A Nation Run By Ignoramuses: The Congressional Staffer Edition

No, I’m not talking about precocious progressive pundits, although they travel in some of the same circles. I’m talking about Congressional staffers, most of whom are very young and know very little (although they can be well intentioned). Consider this admission by Alexander Russo, former Congressional staffer and education blogger (boldface mine):

When I worked on the Hill way back in the 90’s (Feinstein, then Bingaman), I often (some would say usually) had absolutely no idea what I was doing, substantatively, or procedurally or politically. I was constantly in need of reliable information, provided quickly, tailored to my specific situation, dumbed down to my level.

And so, as you can imagine, my best experiences with lobbyists were the ones who gave me useful information when I needed it, whether or not it was something they were particularly interested in, and got it to me quickly, in a useful form (amendment language, for example, or a one-page fact sheet, or a formula run).

Gulp. Now this by Matt Stoller (boldface mine):

In 2009, I was a Congressional staffer focused on the complex awkward mash note to regulators that eventually became known as Dodd-Frank. The financial crisis was in full effect, with hearings that for all intents and purposes were held with caps locks enabled. Every week was a new scandal or systemic risk, from AIG bonuses to multi-trillion dollar Fed balance sheet expansions. I didn’t know a lot about how banking regulations interacted with the real economy at the time, but then, it didn’t seem like that was the main criteria for working on the Financial Services Committee. The committee was not set up to do good policy, it was designed explicitly as a fundraising mechanism for new members of Congress. The ignorance of those on the committee was remarkable, to which anyone watching hearings at the time could attest.

…many staffers and members on the committee had a wide and deep well of financial expertise, but it was built on faulty assumptions about credit. The cocoon of lobbyists had created an environment inevitably built on groupthink, on the idea that the big banks were somehow good for society. Staffers had to increasingly ignore the suffering of homeowners and mounds of data on income inequality in order to believe this. This is not so hard to do in DC, there is a lot of money and infrastructure invested in ignorance. Applied ignorance, however, has a psychological side affect. In order to believe that your bad harmful decisions do not invalidate you as a human being, a wonderful sense of aggressive ignorance had to be paired with an almost artistic level of privileged self-pity.

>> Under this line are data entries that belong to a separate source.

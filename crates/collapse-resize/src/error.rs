use crate::controller::GestureState;

/// Contract violations reported by [`ResizeController`](crate::ResizeController).
///
/// All of them point at host wiring bugs; none is transient.
#[derive(Debug, Clone, Copy, PartialEq, Eq)]
pub enum ResizeError {
    /// The event is not valid in the current gesture state, e.g. a move
    /// without a preceding down, or a frame tick while not settling.
    InvalidSequence {
        event: &'static str,
        state: GestureState,
    },
    /// The controller was disposed and no longer accepts events.
    Disposed { event: &'static str },
}

impl std::fmt::Display for ResizeError {
    fn fmt(&self, f: &mut std::fmt::Formatter<'_>) -> std::fmt::Result {
        match self {
            ResizeError::InvalidSequence { event, state } => {
                write!(f, "{event} is not valid while {state}")
            }
            ResizeError::Disposed { event } => {
                write!(f, "{event} delivered to a disposed resize controller")
            }
        }
    }
}

impl std::error::Error for ResizeError {}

And this is what Stoller means:

A staffer once turned to me after a hearing that ran late and actually said, in typical Capitol Hill asshole fashion, ”our job is so hard”. I looked at his plushy chair and the enormously fun and interesting subject matter before us, and momentarily enjoyed the hatred I felt for him. That was the attitude. Self-pity mixed with ignorance and privilege. My guess is that he’s now working for some trade association for predatory lenders talking about the need for creative credit products to serve under-banked communities, and making an enormous amount in the process. Now, this does not apply to everyone – there are spectacularly brilliant morally upstanding people there, and they are the reason that policy success happens, when it does. But that was/is the general vibe.

This is what happens when you underpay staffers–and for the scientists, they make the equivalent of a postdoc salary. If you want professional, competent, experienced help, then it’s going to cost us.

And it does cost us, often greatly. This another reason why we can’t have nice things.